Wonder Woman: The True Amazon

Image of Wonder Woman: The True Amazon
Author(s): 
Illustrator(s): 
Release Date: 
October 3, 2016
Publisher/Imprint: 
DC Comics
Pages: 
128
Reviewed by: 

Released in 1968, Music from Big Pink by The Band changed the musical landscape. The acoustic, harmony-rich, Ozark and Mississippi root rush of the music made by the Band was 100% against the psychedelicized grain of the times.

After decades of Rebirths, New 52s, Dark Knight Returns, Civil Wars, Secret Wars, crossovers inside crossovers and crazed milkmen, comic books now have their own Music from Big Pink moment.

In Wonder Woman: The True Amazon, writer and illustrator Jill Thompson has created the warmest, most natural, and clearest story of Wonder Woman’s seventy-five year career.

The apocalyptic cynicism of the modern age has no place in this tale. Thompson’s origin of Wonder Woman is fully human, filled with a sense of responsibility and definite purpose.
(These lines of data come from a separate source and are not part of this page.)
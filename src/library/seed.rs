//! Built-in snippet collection.
//!
//! This is fixed input data: proven community routines shipped with the
//! application. `SnippetStore::reconcile` guarantees every id listed here
//! stays present in the user's collection.

use super::model::{Category, Snippet};

fn snippet(
    id: &str,
    title: &str,
    description: &str,
    category: Category,
    keywords: &[&str],
    author: &str,
    downloads: u32,
    likes: u32,
    code: &str,
) -> Snippet {
    Snippet {
        id: id.to_string(),
        title: title.to_string(),
        description: description.to_string(),
        code: code.to_string(),
        category,
        keywords: keywords.iter().map(|k| k.to_string()).collect(),
        author: Some(author.to_string()),
        downloads: Some(downloads),
        likes: Some(likes),
    }
}
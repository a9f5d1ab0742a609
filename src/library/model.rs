use serde::{Deserialize, Serialize};

/// Fixed classification used to group snippets in the sidebar.
#[derive(Clone, Copy, Debug, PartialEq, Eq, Serialize, Deserialize, Default)]
#[serde(rename_all = "lowercase")]
pub enum Category {
    Calculation,
    Modification,
    Text,
    Layers,
    Blocks,
    #[default]
    #[serde(other)]
    Other,
}

impl Category {
    pub const ALL: [Category; 6] = [
        Category::Calculation,
        Category::Modification,
        Category::Text,
        Category::Layers,
        Category::Blocks,
        Category::Other,
    ];

    pub fn label(&self) -> &'static str {
        match self {
            Category::Calculation => "Hesaplama",
            Category::Modification => "Düzenleme",
            Category::Text => "Yazı & Not",
            Category::Layers => "Layerlar",
            Category::Blocks => "Bloklar",
            Category::Other => "Diğer Araçlar",
        }
    }
}

/// A reusable AutoLISP routine in the library.
///
/// `id` is unique across the active collection and immutable once created.
/// The download/like counters are display-only and never enforced.
#[derive(Clone, Debug, PartialEq, Serialize, Deserialize)]
pub struct Snippet {
    pub id: String,
    pub title: String,
    pub description: String,
    pub code: String,
    #[serde(default)]
    pub category: Category,
    #[serde(default)]
    pub keywords: Vec<String>,
    #[serde(default, skip_serializing_if = "Option::is_none")]
    pub author: Option<String>,
    #[serde(default, skip_serializing_if = "Option::is_none")]
    pub downloads: Option<u32>,
    #[serde(default, skip_serializing_if = "Option::is_none")]
    pub likes: Option<u32>,
}
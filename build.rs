use std::env;

fn main() {
    // Set the app name and bundle identifier based on the profile
    let profile = env::var("PROFILE").unwrap_or_else(|_| "debug".to_string());
    if profile == "debug" {
        println!("cargo:rustc-env=APP_NAME=LispDesk (Dev)");
        println!("cargo:rustc-env=BUNDLE_IDENTIFIER=com.lispdesk.app-dev");
    } else {
        println!("cargo:rustc-env=APP_NAME=LispDesk");
        println!("cargo:rustc-env=BUNDLE_IDENTIFIER=com.lispdesk.app");
    }
    println!("cargo:rerun-if-changed=assets/output.css");
}
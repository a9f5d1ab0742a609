//! File ingestion for the chat input.
//!
//! Two flavors: general attachments shown alongside a message, and LISP
//! source files whose text is folded into the prompt. Compiled AutoLISP
//! binaries are rejected outright since their contents cannot be reviewed.

use std::fs;
use std::path::Path;

use base64::Engine;

use crate::conversation::Attachment;
use crate::error::AppError;

/// Upper bound for a general chat attachment.
pub const MAX_ATTACHMENT_BYTES: u64 = 5 * 1024 * 1024;
/// Upper bound for a source file folded into the prompt.
pub const MAX_CODE_FILE_BYTES: u64 = 50 * 1024;

/// Source extensions whose content is treated as reviewable text.
const CODE_EXTENSIONS: &[&str] = &["lsp", "mnl", "scr", "txt"];
/// Compiled AutoLISP formats.
const COMPILED_EXTENSIONS: &[&str] = &["fas", "vlx"];

fn extension_of(path: &Path) -> String {
    path.extension()
        .and_then(|e| e.to_str())
        .unwrap_or_default()
        .to_lowercase()
}

fn file_name_of(path: &Path) -> String {
    path.file_name()
        .and_then(|n| n.to_str())
        .unwrap_or("dosya")
        .to_string()
}

fn size_of(path: &Path) -> Result<u64, AppError> {
    Ok(fs::metadata(path)
        .map_err(|e| AppError::FormatError(format!("Dosya okunamadı: {e}")))?
        .len())
}

/// Loads a general attachment for display next to the user's message.
pub fn read_chat_attachment(path: &Path) -> Result<Attachment, AppError> {
    if size_of(path)? > MAX_ATTACHMENT_BYTES {
        return Err(AppError::FormatError(
            "Dosya çok büyük. En fazla 5MB eklenebilir.".to_string(),
        ));
    }
    let data = fs::read(path).map_err(|e| AppError::FormatError(format!("Dosya okunamadı: {e}")))?;
    let mime_type = match extension_of(path).as_str() {
        "png" => "image/png",
        "jpg" | "jpeg" => "image/jpeg",
        "pdf" => "application/pdf",
        "lsp" | "mnl" | "scr" | "txt" => "text/plain",
        _ => "application/octet-stream",
    };
    Ok(Attachment {
        name: file_name_of(path),
        mime_type: mime_type.to_string(),
        data,
    })
}

/// Loads a source file as prompt text. Compiled formats, oversized files
/// and binary content are all format errors, never policy violations.
pub fn read_code_file(path: &Path) -> Result<String, AppError> {
    let ext = extension_of(path);
    if COMPILED_EXTENSIONS.contains(&ext.as_str()) {
        return Err(AppError::FormatError(
            "Derlenmiş LISP dosyaları (.fas/.vlx) incelenemez. Lütfen kaynak .lsp dosyasını ekleyin."
                .to_string(),
        ));
    }
    if !CODE_EXTENSIONS.contains(&ext.as_str()) {
        return Err(AppError::FormatError(
            "Desteklenmeyen dosya türü. Kabul edilenler: .lsp, .mnl, .scr, .txt".to_string(),
        ));
    }
    if size_of(path)? > MAX_CODE_FILE_BYTES {
        return Err(AppError::FormatError(
            "Kod dosyası çok büyük. En fazla 50KB eklenebilir.".to_string(),
        ));
    }

    let data = fs::read(path).map_err(|e| AppError::FormatError(format!("Dosya okunamadı: {e}")))?;
    if data.contains(&0) {
        return Err(AppError::FormatError(
            "Dosya ikili (binary) içerik taşıyor ve metin olarak okunamıyor.".to_string(),
        ));
    }
    String::from_utf8(data)
        .map_err(|_| AppError::FormatError("Dosya UTF-8 metin olarak okunamadı.".to_string()))
}

/// Inline data URL for rendering an attachment preview in the transcript.
pub fn as_data_url(attachment: &Attachment) -> String {
    format!(
        "data:{};base64,{}",
        attachment.mime_type,
        base64::engine::general_purpose::STANDARD.encode(&attachment.data)
    )
}

#[cfg(test)]
mod tests {
    use super::*;
    use std::io::Write;

    fn write_file(dir: &tempfile::TempDir, name: &str, bytes: &[u8]) -> std::path::PathBuf {
        let path = dir.path().join(name);
        let mut f = fs::File::create(&path).unwrap();
        f.write_all(bytes).unwrap();
        path
    }

    #[test]
    fn source_file_round_trips_as_text() {
        let dir = tempfile::TempDir::new().unwrap();
        let path = write_file(&dir, "tool.lsp", b"(defun c:T () (princ))");
        assert_eq!(read_code_file(&path).unwrap(), "(defun c:T () (princ))");
    }

    #[test]
    fn compiled_formats_are_rejected_by_extension() {
        let dir = tempfile::TempDir::new().unwrap();
        let path = write_file(&dir, "tool.fas", b"whatever");
        assert!(matches!(
            read_code_file(&path),
            Err(AppError::FormatError(_))
        ));
    }

    #[test]
    fn binary_content_in_a_text_extension_is_rejected() {
        let dir = tempfile::TempDir::new().unwrap();
        let path = write_file(&dir, "fake.txt", b"abc\x00def");
        assert!(matches!(
            read_code_file(&path),
            Err(AppError::FormatError(_))
        ));
    }

    #[test]
    fn oversized_code_file_is_rejected() {
        let dir = tempfile::TempDir::new().unwrap();
        let big = vec![b'('; (MAX_CODE_FILE_BYTES + 1) as usize];
        let path = write_file(&dir, "big.lsp", &big);
        assert!(matches!(
            read_code_file(&path),
            Err(AppError::FormatError(_))
        ));
    }

    #[test]
    fn chat_attachment_carries_name_and_mime() {
        let dir = tempfile::TempDir::new().unwrap();
        let path = write_file(&dir, "plan.pdf", b"%PDF-1.4");
        let attachment = read_chat_attachment(&path).unwrap();
        assert_eq!(attachment.name, "plan.pdf");
        assert_eq!(attachment.mime_type, "application/pdf");
        assert!(as_data_url(&attachment).starts_with("data:application/pdf;base64,"));
    }
}
use dioxus::prelude::*;
use dioxus_free_icons::{icons::fi_icons, Icon};

use crate::library::model::Snippet;

/// Decision card shown when an existing library snippet intercepts a
/// request. Buttons disappear once the proposal is settled upstream.
#[component]
pub fn ProposalCard(
    snippet: Snippet,
    on_accept: EventHandler<()>,
    on_custom: EventHandler<()>,
) -> Element {
    rsx! {
        div {
            class: "mt-2 p-3 rounded-lg bg-gray-900/60 border border-cyan-800",
            div {
                class: "flex items-center space-x-2 mb-1",
                Icon { width: 16, height: 16, icon: fi_icons::FiPackage }
                span { class: "font-semibold text-cyan-300", "{snippet.title}" }
                span {
                    class: "text-xs text-gray-500 uppercase tracking-wide",
                    "{snippet.category.label()}"
                }
            }
            p { class: "text-sm text-gray-400 mb-2", "{snippet.description}" }
            div {
                class: "flex space-x-2",
                button {
                    class: "px-3 py-1.5 text-sm bg-cyan-600 hover:bg-cyan-700 rounded-md text-white font-medium transition-colors",
                    onclick: move |_| on_accept.call(()),
                    "Bu kodu kullan"
                }
                button {
                    class: "px-3 py-1.5 text-sm bg-gray-700 hover:bg-gray-600 rounded-md text-gray-200 transition-colors",
                    onclick: move |_| on_custom.call(()),
                    "Hayır, özel yaz"
                }
            }
        }
    }
}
Which makes the eventual outcome so ultimately painful for everyone. It doesn’t matter if you are the parent or child, some lessons in life arrive too late. Cynicism is easy, dealing directly with the real world has painful consequences.
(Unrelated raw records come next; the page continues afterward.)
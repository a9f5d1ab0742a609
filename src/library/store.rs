use std::collections::HashSet;
use std::fs;
use std::path::PathBuf;

use crate::error::AppError;

use super::model::Snippet;
use super::seed::seed_library;

/// Upper bound on the persisted collection size.
pub const MAX_LIBRARY_ITEMS: usize = 999;

pub fn default_library_path() -> PathBuf {
    dirs::config_dir()
        .unwrap_or_default()
        .join("com.lispdesk.app")
        .join("library.json")
}

/// Owner of the persisted snippet collection.
///
/// The store is the single writer; UI components read `snippets()` and issue
/// requests. Every mutation rewrites the whole collection to disk, and a
/// write failure leaves the in-memory state authoritative for the session.
pub struct SnippetStore {
    path: PathBuf,
    collection: Vec<Snippet>,
}

impl SnippetStore {
    /// Loads the persisted collection, falling back to the seed set on a
    /// missing or corrupted file, then runs the integrity reconciliation.
    /// The result is never empty.
    pub fn load(path: PathBuf) -> Self {
        let persisted = fs::read_to_string(&path)
            .ok()
            .and_then(|data| serde_json::from_str::<Vec<Snippet>>(&data).ok());

        let current = match persisted {
            Some(items) => items,
            None => {
                tracing::info!(path = %path.display(), "no usable library file, using seed set");
                seed_library()
            }
        };

        let before = current.len();
        let (collection, added_defaults) = Self::reconcile(current, &seed_library());
        let mut store = Self { path, collection };

        if added_defaults > 0 || store.collection.len() != before {
            tracing::info!(
                added_defaults,
                size = store.collection.len(),
                "library repaired during integrity check"
            );
            if let Err(e) = store.persist() {
                tracing::error!("failed to persist repaired library: {e}");
            }
        }
        store
    }

    /// Self-healing merge against the seed set: re-append any seed item whose
    /// id went missing, then deduplicate by id keeping the first occurrence.
    /// Seed repairs land after user items, so a user edit that reuses a
    /// built-in id wins over the seed version.
    ///
    /// Returns the cleaned collection and the number of re-added defaults.
    pub fn reconcile(current: Vec<Snippet>, seed: &[Snippet]) -> (Vec<Snippet>, usize) {
        let current_ids: HashSet<String> = current.iter().map(|s| s.id.clone()).collect();

        let mut fixed = current;
        let mut added_defaults = 0;
        for default_item in seed {
            if !current_ids.contains(&default_item.id) {
                fixed.push(default_item.clone());
                added_defaults += 1;
            }
        }

        let mut clean = Vec::with_capacity(fixed.len());
        let mut seen: HashSet<String> = HashSet::new();
        for item in fixed {
            if seen.insert(item.id.clone()) {
                clean.push(item);
            }
        }

        (clean, added_defaults)
    }

    pub fn snippets(&self) -> &[Snippet] {
        &self.collection
    }

    pub fn len(&self) -> usize {
        self.collection.len()
    }

    pub fn is_empty(&self) -> bool {
        self.collection.is_empty()
    }

    /// Prepends a new snippet. Newest contributions take precedence in
    /// search order.
    pub fn add(&mut self, snippet: Snippet) -> Result<(), AppError> {
        if self.collection.len() >= MAX_LIBRARY_ITEMS {
            return Err(AppError::CapacityExceeded(MAX_LIBRARY_ITEMS));
        }
        self.collection.insert(0, snippet);
        self.persist()
    }

    /// Replaces the whole collection after a bulk merge. The caller is the
    /// import reconciler, which already enforced the uniqueness invariants.
    pub fn replace(&mut self, collection: Vec<Snippet>) -> Result<(), AppError> {
        self.collection = collection;
        self.persist()
    }

    /// Serializes the collection. I/O failures are reported, never thrown
    /// past the store boundary, and never drop in-memory state.
    pub fn persist(&self) -> Result<(), AppError> {
        let data = serde_json::to_string_pretty(&self.collection)
            .map_err(|e| AppError::PersistenceError(e.to_string()))?;
        if let Some(parent) = self.path.parent() {
            fs::create_dir_all(parent).map_err(|e| AppError::PersistenceError(e.to_string()))?;
        }
        fs::write(&self.path, data).map_err(|e| AppError::PersistenceError(e.to_string()))
    }
}

#[cfg(test)]
mod tests {
    use super::*;
    use crate::library::model::Category;
    use tempfile::TempDir;

    fn user_snippet(id: &str, title: &str) -> Snippet {
        Snippet {
            id: id.to_string(),
            title: title.to_string(),
            description: String::new(),
            code: format!("(defun c:{} () (princ))", id.to_uppercase()),
            category: Category::Other,
            keywords: vec![],
            author: None,
            downloads: None,
            likes: None,
        }
    }

    #[test]
    fn load_falls_back_to_seed_on_missing_file() {
        let dir = TempDir::new().unwrap();
        let store = SnippetStore::load(dir.path().join("library.json"));
        assert!(!store.is_empty());
        assert_eq!(store.len(), seed_library().len());
    }

    #[test]
    fn load_falls_back_to_seed_on_corrupt_file() {
        let dir = TempDir::new().unwrap();
        let path = dir.path().join("library.json");
        fs::write(&path, "{not json").unwrap();
        let store = SnippetStore::load(path);
        assert_eq!(store.len(), seed_library().len());
    }

    #[test]
    fn reconcile_restores_deleted_seed_items() {
        let seed = seed_library();
        // User deleted everything except one seed item and added their own.
        let current = vec![user_snippet("mine", "Mine"), seed[0].clone()];
        let (clean, added) = SnippetStore::reconcile(current, &seed);
        assert_eq!(added, seed.len() - 1);
        for item in &seed {
            assert_eq!(
                clean.iter().filter(|s| s.id == item.id).count(),
                1,
                "seed id {} must be present exactly once",
                item.id
            );
        }
        assert_eq!(clean[0].id, "mine");
    }

    #[test]
    fn reconcile_is_idempotent() {
        let seed = seed_library();
        let current = vec![user_snippet("mine", "Mine")];
        let (once, _) = SnippetStore::reconcile(current, &seed);
        let (twice, added) = SnippetStore::reconcile(once.clone(), &seed);
        assert_eq!(once, twice);
        assert_eq!(added, 0);
    }

    #[test]
    fn user_edit_reusing_seed_id_wins_over_seed_version() {
        let seed = seed_library();
        let mut edited = seed[0].clone();
        edited.title = "Edited by user".to_string();
        let (clean, _) = SnippetStore::reconcile(vec![edited.clone()], &seed);
        let kept = clean.iter().find(|s| s.id == edited.id).unwrap();
        assert_eq!(kept.title, "Edited by user");
    }

    #[test]
    fn add_prepends_and_persists() {
        let dir = TempDir::new().unwrap();
        let path = dir.path().join("library.json");
        let mut store = SnippetStore::load(path.clone());
        store.add(user_snippet("mine", "Mine")).unwrap();
        assert_eq!(store.snippets()[0].id, "mine");

        let reloaded = SnippetStore::load(path);
        assert_eq!(reloaded.snippets()[0].id, "mine");
    }

    #[test]
    fn add_rejects_at_capacity() {
        let dir = TempDir::new().unwrap();
        let mut store = SnippetStore::load(dir.path().join("library.json"));
        let filler: Vec<Snippet> = (0..MAX_LIBRARY_ITEMS)
            .map(|i| user_snippet(&format!("s{i}"), "S"))
            .collect();
        store.replace(filler).unwrap();
        assert!(matches!(
            store.add(user_snippet("extra", "Extra")),
            Err(AppError::CapacityExceeded(_))
        ));
        assert_eq!(store.len(), MAX_LIBRARY_ITEMS);
    }
}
It all begins with the simple language of a fairy tale. “Once upon a time there was an island in a distant sea,” writes the artist and writer as we float with her across water moving toward the home of the Amazons. Like fairy tales often do, a moral, an ideal or a lesson that may or may not be larger than the story itself begins to slowly take shape.

When we then meet Zeus, Hera, and Herakles, we hear the story as a myth being told while listening to the Gods speak. In keeping with tradition, Thompson affords the Gods their own level of very human behavior, holding them up as a mirror to mankind.
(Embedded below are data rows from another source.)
use dioxus::prelude::*;
use dioxus_free_icons::{icons::fi_icons, Icon};
use futures_util::StreamExt;
use lazy_static::lazy_static;
use std::time::Duration;
use syntect::easy::HighlightLines;
use syntect::highlighting::{Theme, ThemeSet};
use syntect::html::{styled_line_to_highlighted_html, IncludeBackground};
use syntect::parsing::SyntaxSet;
use tokio::time::sleep;
use uuid::Uuid;

use pulldown_cmark::{html, Event as CmarkEvent, Options, Parser, Tag, TagEnd};

use crate::conversation::{Attachment, ConversationLog, Message, MessageRole};
use crate::error::AppError;
use crate::library::store::SnippetStore;
use crate::processing::diagnostics::{render_report, run_diagnostics};
use crate::processing::router::{RequestRouter, Route, RouterConfig};
use crate::security::SecurityGate;
use crate::services::gemini::{self, Content, RequestMode};
use crate::settings::Settings;

use super::proposal_card::ProposalCard;

lazy_static! {
    static ref SYNTAX_SET: SyntaxSet = SyntaxSet::load_defaults_newlines();
    static ref THEME_SET: ThemeSet = ThemeSet::load_defaults();
    static ref THEME: &'static Theme = &THEME_SET.themes["base16-ocean.dark"];
}

#[derive(Clone)]
pub enum ChatAction {
    Submit {
        text: String,
        attachments: Vec<Attachment>,
        force_custom: bool,
    },
    AcceptProposal(Uuid),
    RequestCustom(Uuid),
    Clear,
}

fn copy_to_clipboard(text: &str) -> Result<(), String> {
    arboard::Clipboard::new()
        .and_then(|mut clipboard| clipboard.set_text(text.to_string()))
        .map_err(|e| e.to_string())
}

/// Formats a generation answer for the transcript: code fenced first, then
/// the prose around it.
fn format_generated(generated: &gemini::GeneratedLisp) -> String {
    if generated.code.is_empty() {
        generated.explanation.clone()
    } else {
        format!("```lisp\n{}\n```\n\n{}", generated.code, generated.explanation)
    }
}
With lightning bolts striking out from his eyes and a majestic robe flowing as if the winds of the spheres were personally dressing him, Zeus stands revealed as the ultimate expression of cruelty attached to power. From Hera’s own treachery toward her husband to Herakles’ greed and lust, the Gods stand as mirrors to mankind’s own behavior, often echoing the shallow pettiness of the men who live on the earthly streets below Mt. Olympus.

Thompson is shaping a deeper meaning and stronger sense of personal identity than we have seen in a Wonder Woman story before. The Amazon ideal finds that there is a dignity in loyalty, to an ideal larger than yourself while still being true to who you are. 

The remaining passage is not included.